Here's the issue: I have decided to go with the 200 watt kit from Renogy for my Cabin. I do have a 110 plug I can use, so the AC and dorm fridge will use that. But, I was looking for the post or thread where it was explained what exactly Amp hours are and how they related to the solar kit and if I remember correctly it also explained how many hours of use you could get from a full charge based on what items you are using.

I'm looking to run a few led lights (led lightbulbs), a flat screen tv and a fan or two. And charge various tablets and a lap top. Would that be too much?

Thanks for any and all assistance.
 
Thanks! That is helpful and it is bookmarked so I can read more of the articles. I am pretty sure the info I was looking for was here on CRVL but that was good info as well.

It may have been a blog post, I'll go dig through there as well. If I remember correctly, it described how the watts from the solar panels translated into amp hours and then had a list of what certain van dwelling items took to run per hour.

Thanks again, tat site will be very helpful.
 
Rugster said:
Thanks! That is helpful and it is bookmarked so I can read more of the articles. I am pretty sure the info I was looking for was here on CRVL but that was good info as well.

It may have been a blog post, I'll go dig through there as well. If I remember correctly, it described how the watts from the solar panels translated into amp hours and then had a list of what certain van dwelling items took to run per hour.

Thanks again, tat site will be very helpful.

I was on my way out so that was pulled from my bookmarks.  I remember that post.  From Sternwake I believe...
 
GotSmart said:
I was on my way out so that was pulled from my bookmarks.  I remember that post.  From Sternwake I believe...

I remember  that thread but do not remember its title, I think AKrvbob posted the chart on what was expected from so much solar wattage and a consumption list of devices.

Since solar harvest will vary so widely depending on location/latitude/weather, and devices can draw different amounts brand to brand, and size of device, I'd feel uncomfortable trusting any such chart.

If you are getting 200 watts of solar, I'd not go for more than 232 AH of battery capacity.
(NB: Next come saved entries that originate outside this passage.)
#[cfg(test)]
mod tests {
    use super::*;
    use crate::testing::{FakeDevice, ManualClock};
    use sheetplot_core::math::{BoundingBox3, Point3};
    use std::time::Duration;

    fn frame(index: u32, x: f64, w: f64, h: f64) -> Frame {
        Frame::new(
            index,
            index.to_string(),
            "A2",
            BoundingBox3::new(Point3::new(x, 0.25, 0.0), Point3::new(x + w, h + 0.25, 3.0)),
        )
    }

    fn device() -> FakeDevice {
        FakeDevice::with_media(&[("ISO_A4", 210.0, 297.0), ("A2", 420.0, 594.0)])
    }

    fn settings(dir: &Path) -> PlotSettings {
        PlotSettings::new("DWG To PDF.pc3", dir)
    }

    #[test]
    fn test_configures_layout_once() {
        let dir = tempfile::tempdir().unwrap();
        let mut device = device();
        {
            let mut orchestrator =
                PlotOrchestrator::with_clock(&mut device, settings(dir.path()), ManualClock::new()).unwrap();
            orchestrator.run(&[frame(1, 0.0, 594.0, 420.0), frame(2, 700.0, 210.0, 297.0)], &mut RunHooks::new());
        }

        assert_eq!(device.configured.len(), 1);
        let config = &device.configured[0];
        assert_eq!(config.device_name, "DWG To PDF.pc3");
        assert_eq!(config.style_sheet, "monochrome.ctb");
        assert!(config.scale_to_fit && config.center_plot);
    }

    #[test]
    fn test_swapped_media_landscape() {
        let dir = tempfile::tempdir().unwrap();
        let mut device = device();
        let report = {
            let mut orchestrator =
                PlotOrchestrator::with_clock(&mut device, settings(dir.path()), ManualClock::new()).unwrap();
            orchestrator.run(&[frame(1, 0.0, 594.0, 420.0)], &mut RunHooks::new())
        };

        assert_eq!(report.succeeded, 1);
        assert_eq!(report.log, vec!["[1/1] success: sheet 1".to_string()]);

        let submission = &device.submissions[0];
        assert_eq!(submission.media.as_deref(), Some("A2"));
        assert_eq!(submission.rotation, PlotRotation::Landscape);
        assert_eq!(submission.path, dir.path().join("Лист_1_594x420.pdf"));
        // 窗口取原始角点，不用取整后的宽高
        let window = submission.window.unwrap();
        assert_eq!(window.lower_left, Point2::new(0.0, 0.25));
        assert_eq!(window.upper_right, Point2::new(594.0, 420.25));
    }

    #[test]
    fn test_portrait_rotation() {
        let dir = tempfile::tempdir().unwrap();
        let mut device = device();
        {
            let mut orchestrator =
                PlotOrchestrator::with_clock(&mut device, settings(dir.path()), ManualClock::new()).unwrap();
            orchestrator.run(&[frame(4, 0.0, 210.0, 297.0)], &mut RunHooks::new());
        }
        assert_eq!(device.submissions[0].rotation, PlotRotation::Portrait);
        assert_eq!(device.submissions[0].media.as_deref(), Some("ISO_A4"));
    }

    #[test]
    fn test_missing_media_does_not_stop_run() {
        let dir = tempfile::tempdir().unwrap();
        let mut orchestrator =
            PlotOrchestrator::with_clock(device(), settings(dir.path()), ManualClock::new()).unwrap();
        let report = orchestrator.run(
            &[frame(1, 0.0, 1000.0, 700.0), frame(2, 2000.0, 594.0, 420.0)],
            &mut RunHooks::new(),
        );

        assert_eq!(report.succeeded, 1);
        assert_eq!(
            report.log,
            vec![
                "[1/2] failed sheet 1: format 1000x700 not available on device".to_string(),
                "[2/2] success: sheet 2".to_string(),
            ]
        );
        assert_eq!(orchestrator.device().submissions.len(), 1);
    }

    #[test]
    fn test_render_timeout_continues() {
        let dir = tempfile::tempdir().unwrap();
        let mut device = device();
        device.silent_outputs.push("Лист_1_594x420.pdf".to_string());

        let clock = ManualClock::new();
        let mut orchestrator =
            PlotOrchestrator::with_clock(device, settings(dir.path()), &clock).unwrap();
        let report = orchestrator.run(
            &[frame(1, 0.0, 594.0, 420.0), frame(2, 700.0, 594.0, 420.0)],
            &mut RunHooks::new(),
        );

        assert_eq!(report.succeeded, 1);
        assert!(report.log[0].starts_with("[1/2] failed sheet 1: timed out after 30s"));
        assert_eq!(report.log[1], "[2/2] success: sheet 2");
        assert!(matches!(
            report.outcomes[0].result,
            Err(JobFailure::RenderTimeout { .. })
        ));
        assert_eq!(clock.elapsed(), Duration::from_secs(30));
    }

    #[test]
    fn test_leftover_output_is_not_success() {
        let dir = tempfile::tempdir().unwrap();
        let leftover = dir.path().join("Лист_1_594x420.pdf");
        std::fs::write(&leftover, b"%PDF-1.4 old").unwrap();

        let mut device = device();
        device.silent_outputs.push("Лист_1_594x420.pdf".to_string());

        let mut orchestrator =
            PlotOrchestrator::with_clock(device, settings(dir.path()), ManualClock::new()).unwrap();
        let report = orchestrator.run(&[frame(1, 0.0, 594.0, 420.0)], &mut RunHooks::new());

        assert_eq!(report.succeeded, 0);
        assert!(matches!(
            report.outcomes[0].result,
            Err(JobFailure::RenderTimeout { .. })
        ));
        assert!(!leftover.exists());
    }

    #[test]
    fn test_leftover_output_replaced() {
        let dir = tempfile::tempdir().unwrap();
        let path = dir.path().join("Лист_1_594x420.pdf");
        std::fs::write(&path, b"old").unwrap();

        let mut orchestrator =
            PlotOrchestrator::with_clock(device(), settings(dir.path()), ManualClock::new()).unwrap();
        let report = orchestrator.run(&[frame(1, 0.0, 594.0, 420.0)], &mut RunHooks::new());

        assert_eq!(report.succeeded, 1);
        assert_eq!(std::fs::read(&path).unwrap(), b"%PDF-1.4");
    }

    #[test]
    fn test_unremovable_output_is_device_failure() {
        let dir = tempfile::tempdir().unwrap();
        // 同名目录无法用 remove_file 删除
        std::fs::create_dir(dir.path().join("Лист_1_594x420.pdf")).unwrap();

        let mut orchestrator =
            PlotOrchestrator::with_clock(device(), settings(dir.path()), ManualClock::new()).unwrap();
        let report = orchestrator.run(&[frame(1, 0.0, 594.0, 420.0)], &mut RunHooks::new());

        assert_eq!(report.succeeded, 0);
        assert!(report.log[0].starts_with("[1/1] failed sheet 1: device error: cannot remove existing"));
        assert!(orchestrator.device().submissions.is_empty());
    }

    #[test]
    fn test_device_error_is_job_failure() {
        let dir = tempfile::tempdir().unwrap();
        let mut device = device();
        device.rejected_outputs.push("Лист_1_594x420.pdf".to_string());

        let mut orchestrator =
            PlotOrchestrator::with_clock(device, settings(dir.path()), ManualClock::new()).unwrap();
        let report = orchestrator.run(&[frame(1, 0.0, 594.0, 420.0)], &mut RunHooks::new());

        assert_eq!(report.succeeded, 0);
        assert!(report.log[0].starts_with("[1/1] failed sheet 1: device error"));
    }

    #[test]
    fn test_every_frame_logged_once_in_order() {
        let dir = tempfile::tempdir().unwrap();
        let frames: Vec<_> = (1..=6)
            .map(|i| {
                if i % 2 == 0 {
                    frame(i, i as f64 * 1000.0, 594.0, 420.0)
                } else {
                    frame(i, i as f64 * 1000.0, 333.0, 333.0)
                }
            })
            .collect();

        let mut progress = Vec::new();
        let mut lines = Vec::new();
        let report = {
            let mut hooks = RunHooks::new()
                .on_progress(|done, total| progress.push((done, total)))
                .on_log(|line| lines.push(line.to_string()));
            let mut orchestrator =
                PlotOrchestrator::with_clock(device(), settings(dir.path()), ManualClock::new()).unwrap();
            orchestrator.run(&frames, &mut hooks)
        };

        assert_eq!(report.total(), 6);
        assert_eq!(report.succeeded, 3);
        assert_eq!(report.failed(), 3);
        assert_eq!(report.log, lines);
        assert_eq!(progress, (1..=6).map(|i| (i, 6)).collect::<Vec<_>>());
        let indices: Vec<_> = report.outcomes.iter().map(|o| o.sheet_index).collect();
        assert_eq!(indices, vec![1, 2, 3, 4, 5, 6]);
    }

    #[test]
    fn test_cancel_between_jobs() {
        let dir = tempfile::tempdir().unwrap();
        let cancel = CancelToken::new();
        let mut orchestrator =
            PlotOrchestrator::with_clock(device(), settings(dir.path()), ManualClock::new())
                .unwrap()
                .with_cancel_token(cancel.clone());

        let frames = [frame(1, 0.0, 594.0, 420.0), frame(2, 700.0, 594.0, 420.0)];
        let report = {
            let mut hooks = RunHooks::new().on_progress(|done, _| {
                if done == 1 {
                    cancel.cancel();
                }
            });
            orchestrator.run(&frames, &mut hooks)
        };

        assert_eq!(report.succeeded, 1);
        assert_eq!(report.log[1], "[2/2] failed sheet 2: cancelled");
        assert_eq!(orchestrator.device().submissions.len(), 1);
    }

    #[test]
    fn test_unreachable_device() {
        let dir = tempfile::tempdir().unwrap();
        let mut device = device();
        device.unreachable = true;

        let result = PlotOrchestrator::new(device, settings(dir.path()));
        assert!(matches!(result, Err(PlotError::ServiceUnavailable(_))));
    }

    #[test]
    fn test_unknown_device_name() {
        let dir = tempfile::tempdir().unwrap();
        let result = PlotOrchestrator::new(device(), PlotSettings::new("Plotter9000", dir.path()));
        assert!(matches!(result, Err(PlotError::ServiceUnavailable(_))));
    }

    #[test]
    fn test_file_name_pattern() {
        let frame = Frame::new(
            12,
            "5",
            "A3",
            BoundingBox3::new(Point3::origin(), Point3::new(42000.4, 29699.6, 0.0)),
        );
        assert_eq!(output_file_name(&frame), "Лист_12_42000x29700.pdf");
    }
}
232ah is the capacity of 2 gc-2 6 volt golf cart batteries.  This would not be enough solar for 50% discharges nightly, 200 watts is not going to return 115AH+10% more for losses+whatever the fridge and other draws consumes during sunup.

How much your dorm fridge actually consumes will make or break your system, but excessive laptop usage can also consume a lot of battery power.

Not only is a higher solar wattage/ capacity ratio needed just to return what is used overnight, but important that the max charge rate at noon can at least approach 5 amps per 100AH of capacity, but 10% would be way better.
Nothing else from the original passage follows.